§ Activity: Print all the entries exactly.

§ Records shown:

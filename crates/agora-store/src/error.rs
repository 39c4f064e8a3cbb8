use thiserror::Error;

/// Errors produced by the store layer.
#[derive(Error, Debug)]
pub enum StoreError {
    /// SQLite error.
    #[error("Database error: {0}")]
    Sqlite(#[from] rusqlite::Error),

    /// Failed to determine a platform data directory.
    #[error("Could not determine application data directory")]
    NoDataDir,

    /// Generic I/O error (e.g. creating the database directory).
    #[error("IO error: {0}")]
    Io(#[from] std::io::Error),

    /// A stored document could not be encoded or decoded.
    #[error("JSON error: {0}")]
    Json(#[from] serde_json::Error),

    /// Migration failure.
    #[error("Migration error: {0}")]
    Migration(String),
}

/// Convenience alias used throughout the crate.
pub type Result<T> = std::result::Result<T, StoreError>;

§ Answer space:
filename crates/agora-store/src/error.rs
repository 39c4f064e8a3cbb8
use thiserror::Error;

/// Errors produced by the store layer.
#[derive(Error, Debug)]
pub enum StoreError {
    /// SQLite error.
    #[error("Database error: {0}")]
    Sqlite(#[from] rusqlite::Error),

    /// Failed to determine a platform data directory.
    #[error("Could not determine application data directory")]
    NoDataDir,

    /// Generic I/O error (e.g. creating the database directory).
    #[error("IO error: {0}")]
    Io(#[from] std::io::Error),

    /// A stored document could not be encoded or decoded.
    #[error("JSON error: {0}")]
    Json(#[from] serde_json::Error),

    /// Migration failure.
    #[error("Migration error: {0}")]
    Migration(String),
}

/// Convenience alias used throughout the crate.
pub type Result<T> = std::result::Result<T, StoreError>;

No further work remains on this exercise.